Saxman Jon Irabagon Goes Metal On Your Ass, Avant Style

Categories: DIY

Undoubtedly, Volume 2: Appalachian Haze is an in-your-face improv colossus and to call it epic -- it's one continuous, bloodthirsty track clocking in at an improbable 48 minutes -- would be an understatement. While the hip masses are compiling their ridiculous best of 2012 lists in early December, here now comes along Irabagon, Pride and Barr bringing arguably the ultimate melt of fire-breathing skronk-fest brawling, six-string finger-fucking virtuosity, ubiquitous percussive hooks and jabs and gale-force horn swagger that may only be rivaled by another recent massive face-rip record Barr appears on, BARR SHEA DAHL (ugEXPLODE).

Alas, for Iragabon, like its Don't Hear Nothin' But The Blues predecessor, the new Volume 2: Appalachian Haze was no easy sell. Hence, Irabaggast Records was hatched. "I couldn't get anyone to put out the first one, barely, and this one (with Mike and Mick) is even way more extreme," Irabagon says. "So it seemed like it was going to be a fruitless labor to try to send it out to a lot of labels and just have it denied. I was just ready to get the kind of comments, emails or letters back [saying] 'You know this is one fifty-minute track, right? You know I can't market this and I can't sell it?' But Mike and Mick and I believed in the recording so much so I was just like "You know what? This needs to come out one way or another. So, I just decided that it was time to see what would happen if I started my own label."

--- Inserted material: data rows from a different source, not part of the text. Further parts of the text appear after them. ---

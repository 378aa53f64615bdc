#![allow(dead_code)]

use axum::body::Body;
use axum::http::{Method, Request, StatusCode};
use axum::Router;
use inventory_admin::{app, AppState, Settings};
use serde_json::Value;
use tower::ServiceExt;

pub async fn test_state() -> AppState {
    let settings = Settings {
        database_url: "sqlite::memory:".into(),
        ..Default::default()
    };
    AppState::init(settings).await.expect("init state")
}

pub async fn test_app() -> (Router, AppState) {
    let state = test_state().await;
    (app(state.clone()), state)
}

/// Send one request; returns status, Location header (if any) and the JSON body (Null when empty).
pub async fn send(app: &Router, method: Method, uri: &str, body: Option<Value>) -> (StatusCode, Option<String>, Value) {
    let mut builder = Request::builder().method(method).uri(uri);
    let body = match body {
        Some(v) => {
            builder = builder.header("content-type", "application/json");
            Body::from(v.to_string())
        }
        None => Body::empty(),
    };
    let response = app
        .clone()
        .oneshot(builder.body(body).expect("request"))
        .await
        .expect("response");
    let status = response.status();
    let location = response
        .headers()
        .get("location")
        .and_then(|v| v.to_str().ok())
        .map(str::to_string);
    let bytes = axum::body::to_bytes(response.into_body(), usize::MAX)
        .await
        .expect("body");
    let json = if bytes.is_empty() {
        Value::Null
    } else {
        serde_json::from_slice(&bytes).unwrap_or(Value::Null)
    };
    (status, location, json)
}

pub async fn get(app: &Router, uri: &str) -> (StatusCode, Value) {
    let (status, _, body) = send(app, Method::GET, uri, None).await;
    (status, body)
}

pub async fn post(app: &Router, uri: &str, body: Value) -> (StatusCode, Value) {
    let (status, _, body) = send(app, Method::POST, uri, Some(body)).await;
    (status, body)
}

/// Create a record through the admin form and return its id.
pub async fn create(app: &Router, view: &str, form: Value) -> i64 {
    let (status, body) = post(app, &format!("/admin/{}/new/", view), form).await;
    assert_eq!(status, StatusCode::CREATED, "create {}: {}", view, body);
    body["data"]["id"].as_i64().expect("id")
}
//! Form validation: coerce submitted JSON into column values by column type.

use crate::config::{ColumnKind, FormField, FormFieldKind, ResolvedEntity, ResolvedView};
use crate::error::AppError;
use chrono::{DateTime, NaiveDate, NaiveDateTime};
use serde_json::{Map, Value};

/// Storage format for datetime columns.
pub const DATETIME_FORMAT: &str = "%Y-%m-%d %H:%M:%S%.f";

const DATETIME_INPUT_FORMATS: &[&str] = &[
    "%Y-%m-%d %H:%M:%S%.f",
    "%Y-%m-%dT%H:%M:%S%.f",
    "%Y-%m-%d %H:%M",
    "%Y-%m-%dT%H:%M",
];

/// Coerced form: column assignments in form order, plus association sets to replace.
#[derive(Clone, Debug, Default, PartialEq)]
pub struct FormData {
    pub columns: Vec<(String, Value)>,
    pub associations: Vec<(String, Vec<i64>)>,
}

impl FormData {
    pub fn is_empty(&self) -> bool {
        self.columns.is_empty() && self.associations.is_empty()
    }
}

pub struct FormValidator;

impl FormValidator {
    /// Validate a create form. All required fields must be present.
    pub fn validate(
        view: &ResolvedView,
        entity: &ResolvedEntity,
        body: &Map<String, Value>,
    ) -> Result<FormData, AppError> {
        Self::check(view, entity, body, false)
    }

    /// Validate only the fields present in body (for edit). Required is not enforced for missing fields.
    pub fn validate_partial(
        view: &ResolvedView,
        entity: &ResolvedEntity,
        body: &Map<String, Value>,
    ) -> Result<FormData, AppError> {
        Self::check(view, entity, body, true)
    }

    fn check(
        view: &ResolvedView,
        entity: &ResolvedEntity,
        body: &Map<String, Value>,
        partial: bool,
    ) -> Result<FormData, AppError> {
        for key in body.keys() {
            if *key == entity.pk_column {
                return Err(AppError::Validation(format!("{} is the primary key and cannot be set", key)));
            }
            if view.form_field(key).is_none() {
                return Err(AppError::Validation(format!("{} is not a form field", key)));
            }
        }

        let mut out = FormData::default();
        for field in &view.form_fields {
            let Some(raw) = body.get(&field.name) else {
                if field.required && !partial {
                    return Err(AppError::Validation(format!("{} is required", field.name)));
                }
                continue;
            };
            match &field.kind {
                FormFieldKind::Scalar { kind } => {
                    let v = coerce_scalar(field, *kind, raw)?;
                    if v.is_null() && field.required {
                        return Err(AppError::Validation(format!("{} is required", field.name)));
                    }
                    out.columns.push((field.name.clone(), v));
                }
                FormFieldKind::ToOne { fk_column, .. } => {
                    let v = match blank_to_null(raw) {
                        Value::Null => Value::Null,
                        other => Value::from(coerce_id(&field.name, other)?),
                    };
                    if v.is_null() && field.required {
                        return Err(AppError::Validation(format!("{} is required", field.name)));
                    }
                    out.columns.push((fk_column.clone(), v));
                }
                FormFieldKind::ManyToMany { .. } => {
                    let mut ids = match raw {
                        Value::Null => Vec::new(),
                        Value::Array(items) => items
                            .iter()
                            .map(|item| coerce_id(&field.name, item))
                            .collect::<Result<Vec<_>, _>>()?,
                        _ => {
                            return Err(AppError::Validation(format!("{} must be a list of ids", field.name)));
                        }
                    };
                    ids.sort_unstable();
                    ids.dedup();
                    out.associations.push((field.name.clone(), ids));
                }
            }
        }
        Ok(out)
    }
}

fn blank_to_null(v: &Value) -> &Value {
    match v {
        Value::String(s) if s.trim().is_empty() => &Value::Null,
        other => other,
    }
}

fn coerce_id(name: &str, v: &Value) -> Result<i64, AppError> {
    let id = match v {
        Value::Number(n) => n.as_i64(),
        Value::String(s) => s.trim().parse().ok(),
        _ => None,
    };
    id.ok_or_else(|| AppError::Validation(format!("{} must reference a record id", name)))
}

/// Blank strings and nulls both mean "no value" for non-text columns.
fn non_blank(v: &Value) -> Option<&Value> {
    match blank_to_null(v) {
        Value::Null => None,
        other => Some(other),
    }
}

/// Coerce one scalar value to the column's storage kind.
pub fn coerce_scalar(field: &FormField, kind: ColumnKind, raw: &Value) -> Result<Value, AppError> {
    let name = field.name.as_str();
    match kind {
        ColumnKind::Text => match raw {
            Value::Null => Ok(Value::Null),
            Value::String(s) => {
                if let Some(max) = field.max_length {
                    if s.chars().count() > max as usize {
                        return Err(AppError::Validation(format!(
                            "{} must be at most {} characters",
                            name, max
                        )));
                    }
                }
                Ok(Value::String(s.clone()))
            }
            _ => Err(AppError::Validation(format!("{} must be text", name))),
        },
        ColumnKind::Integer => {
            let Some(raw) = non_blank(raw) else { return Ok(Value::Null) };
            let n = match raw {
                Value::Number(n) => n
                    .as_i64()
                    .or_else(|| n.as_f64().filter(|f| f.fract() == 0.0 && f.abs() < 9.0e15).map(|f| f as i64)),
                Value::String(s) => s.trim().parse::<i64>().ok(),
                _ => None,
            };
            n.map(Value::from)
                .ok_or_else(|| AppError::Validation(format!("{} must be an integer", name)))
        }
        ColumnKind::Real => {
            let Some(raw) = non_blank(raw) else { return Ok(Value::Null) };
            let f = match raw {
                Value::Number(n) => n.as_f64(),
                Value::String(s) => s.trim().parse::<f64>().ok(),
                _ => None,
            };
            f.filter(|f| f.is_finite())
                .map(Value::from)
                .ok_or_else(|| AppError::Validation(format!("{} must be a number", name)))
        }
        ColumnKind::Boolean => {
            let Some(raw) = non_blank(raw) else { return Ok(Value::Null) };
            let b = match raw {
                Value::Bool(b) => Some(*b),
                Value::Number(n) => match n.as_i64() {
                    Some(0) => Some(false),
                    Some(1) => Some(true),
                    _ => None,
                },
                Value::String(s) => match s.trim().to_ascii_lowercase().as_str() {
                    "true" | "1" | "y" | "yes" | "on" => Some(true),
                    "false" | "0" | "n" | "no" | "off" => Some(false),
                    _ => None,
                },
                _ => None,
            };
            b.map(Value::Bool)
                .ok_or_else(|| AppError::Validation(format!("{} must be a boolean", name)))
        }
        ColumnKind::DateTime => {
            let Some(raw) = non_blank(raw) else { return Ok(Value::Null) };
            raw.as_str()
                .and_then(parse_datetime)
                .map(|d| Value::String(d.format(DATETIME_FORMAT).to_string()))
                .ok_or_else(|| AppError::Validation(format!("{} must be a date and time", name)))
        }
    }
}

/// Accepts `YYYY-MM-DD[ T]HH:MM[:SS[.f]]`, RFC 3339 (converted to UTC) or a bare date (midnight).
pub fn parse_datetime(s: &str) -> Option<NaiveDateTime> {
    let s = s.trim();
    for fmt in DATETIME_INPUT_FORMATS {
        if let Ok(d) = NaiveDateTime::parse_from_str(s, fmt) {
            return Some(d);
        }
    }
    if let Ok(d) = DateTime::parse_from_rfc3339(s) {
        return Some(d.naive_utc());
    }
    NaiveDate::parse_from_str(s, "%Y-%m-%d")
        .ok()
        .and_then(|d| d.and_hms_opt(0, 0, 0))
}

Pride, writing via email, is psyched about the collaboration. The versatile Brooklyn drummer helms jazz maestros From Bacteria to Boys, anchors experimental noisemakers The Spanish Donkey (with guitarist Joe Morris and keysmaster Jamie Saft) and also owns a deep background in punk and hardcore, has known Barr for fifteen years but playing together never came to fruition. Until now. "We had always talked about doing a project together and it never happened. We couldn't even get a jam together. But we have shared many bills together in that time. I have always been a fan of Mick's and I think Mick has always enjoyed my work. So, when I offered Mick the chance to play with Jon I at The Stone last year, he happily jumped in and knocked it out of the park. Now Mick and I are also working on a really strange duo project for tarr (an Aberganian lute) and percussion."

As for the two records, Pride offers his take on its contrasting nuances. "I think the first record sounds all over the place--which is fine because that was one of the many goals. The new record sounds much more settled and consistent, sonically. Where the first record seemed uneasy to me, the new record seems like one long ecstatic meditation."

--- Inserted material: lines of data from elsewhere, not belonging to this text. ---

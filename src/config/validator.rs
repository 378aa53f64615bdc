//! Config validation: referential integrity and view consistency.

use crate::config::{column_kind, ColumnKind, FullConfig};
use crate::error::ConfigError;
use std::collections::{HashMap, HashSet};

pub fn validate(config: &FullConfig) -> Result<(), ConfigError> {
    let mut table_ids = HashSet::new();
    for t in &config.tables {
        if !table_ids.insert(t.id.as_str()) {
            return Err(ConfigError::Validation(format!("duplicate table id '{}'", t.id)));
        }
    }

    let mut columns_by_table: HashMap<&str, HashSet<&str>> = HashMap::new();
    for c in &config.columns {
        if !table_ids.contains(c.table_id.as_str()) {
            return Err(ConfigError::MissingReference {
                kind: "table",
                id: c.table_id.clone(),
            });
        }
        if !columns_by_table.entry(c.table_id.as_str()).or_default().insert(c.name.as_str()) {
            return Err(ConfigError::Validation(format!(
                "duplicate column '{}' on table '{}'",
                c.name, c.table_id
            )));
        }
        let (kind, _, _) = column_kind(&c.table_id, c)?;
        if c.generated.is_some() && c.default.is_some() {
            return Err(ConfigError::Validation(format!(
                "generated column '{}.{}' cannot have a default",
                c.table_id, c.name
            )));
        }
        if kind == ColumnKind::Boolean && c.unique {
            return Err(ConfigError::Validation(format!(
                "boolean column '{}.{}' cannot be unique",
                c.table_id, c.name
            )));
        }
    }

    for t in &config.tables {
        let pk = config
            .columns
            .iter()
            .find(|c| c.table_id == t.id && c.name == t.primary_key)
            .ok_or_else(|| ConfigError::InvalidPrimaryKey {
                table_id: t.id.clone(),
                column: t.primary_key.clone(),
            })?;
        let (kind, _, _) = column_kind(&t.id, pk)?;
        if kind != ColumnKind::Integer {
            return Err(ConfigError::InvalidPrimaryKey {
                table_id: t.id.clone(),
                column: t.primary_key.clone(),
            });
        }
    }

    let has_column = |table: &str, column: &str| {
        columns_by_table
            .get(table)
            .map(|cols| cols.contains(column))
            .unwrap_or(false)
    };

    // Relation accessors share a namespace with the owning table's columns.
    let mut accessors: HashSet<(&str, &str)> = HashSet::new();
    for r in &config.relationships {
        if !table_ids.contains(r.from_table_id.as_str())
            || !table_ids.contains(r.to_table_id.as_str())
            || !has_column(&r.from_table_id, &r.from_column)
            || !has_column(&r.to_table_id, &r.to_column)
        {
            return Err(ConfigError::MissingReference {
                kind: "relationship",
                id: r.id.clone(),
            });
        }
        if has_column(&r.from_table_id, &r.name) || !accessors.insert((r.from_table_id.as_str(), r.name.as_str())) {
            return Err(ConfigError::Validation(format!(
                "relationship name '{}' clashes on table '{}'",
                r.name, r.from_table_id
            )));
        }
    }

    for j in &config.junctions {
        if !table_ids.contains(j.left_table_id.as_str()) || !table_ids.contains(j.right_table_id.as_str()) {
            return Err(ConfigError::MissingReference {
                kind: "junction",
                id: j.id.clone(),
            });
        }
        if j.left_column == j.right_column {
            return Err(ConfigError::Validation(format!(
                "junction '{}' needs two distinct key columns",
                j.id
            )));
        }
        if has_column(&j.left_table_id, &j.name) || !accessors.insert((j.left_table_id.as_str(), j.name.as_str())) {
            return Err(ConfigError::Validation(format!(
                "junction name '{}' clashes on table '{}'",
                j.name, j.left_table_id
            )));
        }
    }

    let mut path_segments = HashSet::new();
    for v in &config.views {
        if !table_ids.contains(v.entity_id.as_str()) {
            return Err(ConfigError::MissingReference {
                kind: "table",
                id: v.entity_id.clone(),
            });
        }
        if !path_segments.insert(v.path_segment.as_str()) {
            return Err(ConfigError::DuplicatePathSegment(v.path_segment.clone()));
        }
        if v.page_size == Some(0) {
            return Err(ConfigError::Validation(format!(
                "view '{}' page_size must be positive",
                v.path_segment
            )));
        }
        for col in v.column_formatters.keys() {
            if !has_column(&v.entity_id, col) {
                return Err(ConfigError::MissingReference {
                    kind: "formatter column",
                    id: format!("{}.{}", v.entity_id, col),
                });
            }
        }
        for col in &v.column_editable_list {
            if !has_column(&v.entity_id, col) && !accessors.contains(&(v.entity_id.as_str(), col.as_str())) {
                return Err(ConfigError::MissingReference {
                    kind: "editable column",
                    id: format!("{}.{}", v.entity_id, col),
                });
            }
        }
    }

    Ok(())
}
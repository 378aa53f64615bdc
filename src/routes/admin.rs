//! Admin routes. Every view is served under `/admin/{view}/`.

use crate::handlers::admin;
use crate::state::AppState;
use axum::{
    routing::{get, post},
    Router,
};

pub fn admin_routes(state: AppState) -> Router {
    Router::new()
        .route("/admin/", get(admin::index))
        .route("/admin/:view/", get(admin::list))
        .route("/admin/:view/schema/", get(admin::schema))
        .route("/admin/:view/new/", post(admin::create))
        .route("/admin/:view/details/", get(admin::details))
        .route("/admin/:view/edit/", post(admin::edit))
        .route("/admin/:view/delete/", post(admin::delete))
        .route("/admin/:view/ajax/update/", post(admin::ajax_update))
        .route("/admin/:view/ajax/lookup/", get(admin::ajax_lookup))
        .with_state(state)
}
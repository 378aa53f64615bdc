//! Database connection: open (and create) the SQLite database behind `DATABASE_URL`.

use crate::error::AppError;
use sqlx::sqlite::{SqliteConnectOptions, SqlitePoolOptions};
use sqlx::SqlitePool;
use std::str::FromStr;

/// Whether the URL names a private in-memory database.
pub fn is_memory_url(database_url: &str) -> bool {
    database_url.contains(":memory:") || database_url.contains("mode=memory")
}

/// Open a pool with foreign keys enforced; the database file is created if missing.
/// In-memory databases get a single connection that is never recycled, so the schema survives.
pub async fn connect(database_url: &str, max_connections: u32) -> Result<SqlitePool, AppError> {
    let opts = SqliteConnectOptions::from_str(database_url)
        .map_err(|e| AppError::BadRequest(format!("invalid DATABASE_URL: {}", e)))?
        .create_if_missing(true)
        .foreign_keys(true);

    let pool = if is_memory_url(database_url) {
        SqlitePoolOptions::new()
            .max_connections(1)
            .idle_timeout(None)
            .max_lifetime(None)
            .connect_with(opts)
            .await?
    } else {
        SqlitePoolOptions::new()
            .max_connections(max_connections)
            .connect_with(opts)
            .await?
    };
    tracing::info!(memory = is_memory_url(database_url), "database connected");
    Ok(pool)
}

#[cfg(test)]
mod tests {
    use super::*;

    #[test]
    fn memory_urls_are_detected() {
        assert!(is_memory_url("sqlite::memory:"));
        assert!(is_memory_url("sqlite://file:inv?mode=memory&cache=shared"));
        assert!(!is_memory_url("sqlite://inventory.db"));
    }

    #[tokio::test]
    async fn memory_pool_enforces_foreign_keys() {
        let pool = connect("sqlite::memory:", 5).await.unwrap();
        let (on,): (i64,) = sqlx::query_as("PRAGMA foreign_keys").fetch_one(&pool).await.unwrap();
        assert_eq!(on, 1);
    }
}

Barr, also checking in via email, is somewhat enthused when asked about Irabagon's "metal" pedigree. "Heh. He's not much of a 'metal dude,'" Barr writes.
"He's very open minded and eager to explore that world. But I definitely wouldn't want to pigeonhole him as a "jazz guy" either. That's just rude."

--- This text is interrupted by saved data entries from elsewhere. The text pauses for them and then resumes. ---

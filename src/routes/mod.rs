//! Router assembly.

mod admin;
mod common;
mod reports;

pub use admin::admin_routes;
pub use common::common_routes;
pub use reports::report_routes;

use crate::state::AppState;
use axum::Router;
use tower_http::limit::RequestBodyLimitLayer;
use tower_http::trace::TraceLayer;

/// Largest accepted request body.
pub const MAX_BODY_BYTES: usize = 1024 * 1024;

/// Full application: common, admin and report routes with body limit and request tracing.
pub fn app(state: AppState) -> Router {
    Router::new()
        .merge(common_routes(state.clone()))
        .merge(admin_routes(state.clone()))
        .merge(report_routes(state))
        .layer(RequestBodyLimitLayer::new(MAX_BODY_BYTES))
        .layer(TraceLayer::new_for_http())
}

While Irabagon prepares for his Irabbagast Festival at Cornelia Street Café with label-launching performances by I Don't Hear Nothin' But The Blues, Outright! and his trio with Altschul and bassist Mark Helias, he's a bit bummed. Irabagon will be in his native Chicago when tech-metal magicians Behold The Arctopus play their record release show on December 15th at Saint Vitus. But he will definitely be in attendance at Dysrhythmia's show at the Greenpoint metal haunt on January 5th. "I love it, man," Irabagon says of Dysrhythmia. "I wish that there was a space for saxophone in some of those types of bands because I'd love to play in those things."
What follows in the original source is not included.